Solarthermische Anlagen bestehen aus einem Sonnenkollektor, einer Regeleinheit mit Pumpe und einem gut gedämmten Warmwasserspeicher. Im Kollektor nehmen beschichtete Kupferbleche die Sonnenenergie auf und geben sie an die darunter angebrachten Kupferrohre ab, die die darin befindliche Flüssigkeit erwärmen. Mittels Pumpe wird die Flüssigkeit zum Wärmetauscher transportiert, wo sie ihre Energie an das Wasser im Speicher weitergibt.
Hierzulande kommen vor allem Flach-, Vakuum- und Luftkollektoren zum Einsatz. Aufgrund ihrer optimierten Dämmeigenschaften erzielen Vakuumkollektoren eine rund 80 Prozent höhere Energieausbeute, sind allerdings auch um rund ein Drittel teurer als Flachkollektoren, die laut Stiftung Warentest mittlerweile ebenfalls äußerst effizient arbeiten.

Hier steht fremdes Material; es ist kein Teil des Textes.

///
/// Data-parallel driver over 1-D/2-D/3-D index ranges.
///
/// A range is cut into `2 x worker_count` tiles per dimension and the
/// tiles are executed by the pool in whatever order workers pick them
/// up. When a multi-dimensional range produces more tiles than that,
/// the driver keeps at most `2 x worker_count` of them outstanding,
/// waiting for `worker_count` completions before enqueueing more, so
/// task memory stays bounded for arbitrarily large ranges.

use std::marker::PhantomData;
use std::ops::Range;

use crate::thread_pool::ThreadPool;

/// Tasks per worker used by the tiling of `parallel_for` and `reduce`
const TILES_PER_THREAD: usize = 2;

/// Tasks per worker for chunked phases whose output is skewed across
/// the array (merge counting, collapse counting, rewriting). More tasks
/// than workers keeps the load balanced; this is a tunable.
pub const CHUNK_TASKS_PER_THREAD: usize = 4;

pub fn compute_chunk_size(elem_count: usize, chunk_count: usize) -> usize {
    elem_count / chunk_count + usize::from(elem_count % chunk_count != 0)
}

pub fn compute_chunk_begin(chunk_size: usize, chunk_index: usize, count: usize) -> usize {
    usize::min(chunk_size * chunk_index, count)
}

pub fn compute_chunk_end(chunk_size: usize, chunk_index: usize, count: usize) -> usize {
    usize::min(chunk_size * (chunk_index + 1), count)
}

fn run_tiles<const N: usize, F>(pool: &ThreadPool, ranges: [Range<usize>; N], body: F)
where
    F: Fn([Range<usize>; N], usize) + Sync,
{
    if ranges.iter().any(|range| range.is_empty()) {
        return;
    }
    let thread_count = pool.thread_count();
    let task_count = thread_count * TILES_PER_THREAD;
    let mut chunk_size = [0usize; N];
    for d in 0..N {
        chunk_size[d] = compute_chunk_size(ranges[d].end - ranges[d].start, task_count);
    }

    pool.scope(|scope| {
        let body = &body;
        let mut starts: [usize; N] = std::array::from_fn(|d| ranges[d].start);
        let mut outstanding = 0;
        'tiles: loop {
            let tile: [Range<usize>; N] = std::array::from_fn(|d| {
                starts[d]..usize::min(starts[d] + chunk_size[d], ranges[d].end)
            });
            if outstanding == task_count {
                outstanding -= scope.wait(thread_count);
            }
            scope.submit(move |thread_id| body(tile, thread_id));
            outstanding += 1;

            // Advance to the next tile in lexicographic order,
            // innermost dimension first
            let mut d = 0;
            loop {
                starts[d] += chunk_size[d];
                if starts[d] < ranges[d].end {
                    break;
                }
                if d + 1 == N {
                    break 'tiles;
                }
                starts[d] = ranges[d].start;
                d += 1;
            }
        }
        scope.wait(0);
    });
}

/// Runs `body` over every sub-range of a 1-D partition of `range`,
/// in parallel on the given thread pool
pub fn parallel_for<F>(pool: &ThreadPool, range: Range<usize>, body: F)
where
    F: Fn(Range<usize>, usize) + Sync,
{
    run_tiles(pool, [range], |[range], thread_id| body(range, thread_id));
}

/// Same, but in 2D
pub fn parallel_for_2d<F>(pool: &ThreadPool, ranges: [Range<usize>; 2], body: F)
where
    F: Fn([Range<usize>; 2], usize) + Sync,
{
    run_tiles(pool, ranges, body);
}

/// Same, but in 3D
pub fn parallel_for_3d<F>(pool: &ThreadPool, ranges: [Range<usize>; 3], body: F)
where
    F: Fn([Range<usize>; 3], usize) + Sync,
{
    run_tiles(pool, ranges, body);
}

/// Parallel reduction over a contiguous 1-D index range. Every task
/// folds its sub-range into a clone of `init` with `body`; the per-task
/// accumulators are then merged sequentially, left to right, on the
/// calling thread.
pub fn reduce<T, F, M>(pool: &ThreadPool, range: Range<usize>, init: T, body: F, mut merge: M) -> T
where
    T: Clone + Send,
    F: Fn(&mut T, Range<usize>, usize) + Sync,
    M: FnMut(T, T) -> T,
{
    if range.is_empty() {
        return init;
    }
    let task_count = pool.thread_count() * TILES_PER_THREAD;
    let chunk_size = compute_chunk_size(range.end - range.start, task_count);
    let tile_count = compute_chunk_size(range.end - range.start, chunk_size);
    let mut accumulators = vec![init.clone(); tile_count];
    pool.scope(|scope| {
        let body = &body;
        for (k, accumulator) in accumulators.iter_mut().enumerate() {
            let len = range.end - range.start;
            let begin = range.start + compute_chunk_begin(chunk_size, k, len);
            let end = range.start + compute_chunk_end(chunk_size, k, len);
            scope.submit(move |thread_id| body(accumulator, begin..end, thread_id));
        }
        scope.wait(0);
    });
    accumulators.into_iter().fold(init, &mut merge)
}

/// Shared view of a mutable slice for parallel phases that write
/// disjoint elements.
///
/// The driver's tiling guarantees that no element is touched by more
/// than one task, which is what makes the unchecked shared mutation
/// sound; every use site states which partition provides that
/// guarantee.
pub(crate) struct UnsafeSlice<'a, T> {
    ptr: *mut T,
    len: usize,
    _marker: PhantomData<&'a mut [T]>,
}

unsafe impl<T: Send> Send for UnsafeSlice<'_, T> {}
unsafe impl<T: Send> Sync for UnsafeSlice<'_, T> {}

impl<'a, T> UnsafeSlice<'a, T> {
    pub fn new(slice: &'a mut [T]) -> Self {
        Self {
            ptr: slice.as_mut_ptr(),
            len: slice.len(),
            _marker: PhantomData,
        }
    }

    #[allow(dead_code)]
    pub fn len(&self) -> usize {
        self.len
    }

    /// Safety: no other task may access element `index` during the
    /// current submit/wait window.
    #[inline(always)]
    pub unsafe fn write(&self, index: usize, value: T) {
        debug_assert!(index < self.len);
        unsafe { self.ptr.add(index).write(value) }
    }

    /// Safety: no other task may write element `index` during the
    /// current submit/wait window.
    #[inline(always)]
    pub unsafe fn read(&self, index: usize) -> T
    where
        T: Copy,
    {
        debug_assert!(index < self.len);
        unsafe { self.ptr.add(index).read() }
    }
}
#[cfg(test)]
mod collapse_test {

    use super::*;
    use crate::bbox::Bbox;
    use crate::bvh::build::build_bvh;
    use crate::bvh::validation::check_tree;
    use crate::vector::vec3;
    use rand::Rng;
    use rand_pcg::Pcg32;

    fn make_pool() -> ThreadPool {
        ThreadPool::new(4).unwrap()
    }

    fn random_boxes(count: usize, seed: u64) -> Vec<Bbox> {
        let mut rng = Pcg32::new(seed, 0xa02bdbf7bb3c0a7);
        (0..count)
            .map(|_| {
                let center = vec3(
                    rng.gen_range(-10.0..10.0),
                    rng.gen_range(-10.0..10.0),
                    rng.gen_range(-10.0..10.0),
                );
                let half = vec3(
                    rng.gen_range(0.01..0.5),
                    rng.gen_range(0.01..0.5),
                    rng.gen_range(0.01..0.5),
                );
                let mut bbox = Bbox::from_point(center - half);
                bbox.include_vertex(center + half);
                bbox
            })
            .collect()
    }

    fn build_over_boxes(pool: &ThreadPool, boxes: &[Bbox]) -> crate::bvh::Bvh {
        build_bvh(pool, boxes.len(), |i| boxes[i], |i| boxes[i].center())
    }

    #[test]
    fn zero_cost_keeps_the_tree() {
        // With a zero traversal cost a collapse can never pay off, so
        // the sweep must keep every node
        let pool = make_pool();
        let boxes = random_boxes(200, 11);
        let mut bvh = build_over_boxes(&pool, &boxes);
        let node_count = bvh.node_count();
        collapse_leaves(&pool, &mut bvh, 0.0);
        assert_eq!(bvh.node_count(), node_count);
        check_tree(&bvh, boxes.len());
    }

    #[test]
    fn huge_cost_collapses_to_one_leaf() {
        let pool = make_pool();
        let boxes = random_boxes(64, 13);
        let mut bvh = build_over_boxes(&pool, &boxes);
        collapse_leaves(&pool, &mut bvh, 1.0e9);
        assert_eq!(bvh.node_count(), 1);
        assert!(bvh.root().is_leaf());
        assert_eq!(bvh.root().primitive_count as usize, boxes.len());
        check_tree(&bvh, boxes.len());
    }

    #[test]
    fn two_tight_pairs_become_two_leaves() {
        // Two pairs of coincident boxes, far apart. At traversal cost
        // 1.5 each pair's parent is cheaper as a two-primitive leaf,
        // but the root must stay an inner node.
        let pool = make_pool();
        let near = Bbox::from_triangle(
            vec3(0.0, 0.0, 0.0),
            vec3(1.0, 0.0, 0.0),
            vec3(0.0, 1.0, 0.0),
        );
        let far = Bbox::from_triangle(
            vec3(100.0, 0.0, 0.0),
            vec3(101.0, 0.0, 0.0),
            vec3(100.0, 1.0, 0.0),
        );
        let boxes = [near, near, far, far];
        let mut bvh = build_over_boxes(&pool, &boxes);
        assert_eq!(bvh.node_count(), 7);
        collapse_leaves(&pool, &mut bvh, 1.5);
        assert_eq!(bvh.node_count(), 3);
        assert!(!bvh.root().is_leaf());
        let left = bvh.root().first_child_or_primitive as usize;
        assert_eq!(bvh.nodes[left].primitive_count, 2);
        assert_eq!(bvh.nodes[left + 1].primitive_count, 2);
        check_tree(&bvh, 4);
    }

    #[test]
    fn collapse_only_shrinks() {
        let pool = make_pool();
        for cost in [0.5, 1.2, 1.5, 3.0] {
            let boxes = random_boxes(300, 17);
            let mut bvh = build_over_boxes(&pool, &boxes);
            let node_count = bvh.node_count();
            collapse_leaves(&pool, &mut bvh, cost);
            assert!(bvh.node_count() <= node_count);
            check_tree(&bvh, boxes.len());
        }
    }

    #[test]
    fn single_leaf_bvh_is_untouched() {
        let pool = make_pool();
        let boxes = random_boxes(1, 3);
        let mut bvh = build_over_boxes(&pool, &boxes);
        collapse_leaves(&pool, &mut bvh, 1.5);
        assert_eq!(bvh.node_count(), 1);
        check_tree(&bvh, 1);
    }
}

Die Montage einer Solaranlage nimmt in der Regel nicht mehr als zwei bis drei Tage in Anspruch und erfolgt als so genannte Dachintegration- oder Überdachmontage. Doch auch eine Fassaden- oder Balkonmontage bzw. Freiaufstellung ist möglich. Der Einbau einer Solaranlage bedarf in Deutschland im Regelfall keiner Baugenehmigung, Ausnahmen bestehen bei denkmalgeschützten Gebäuden.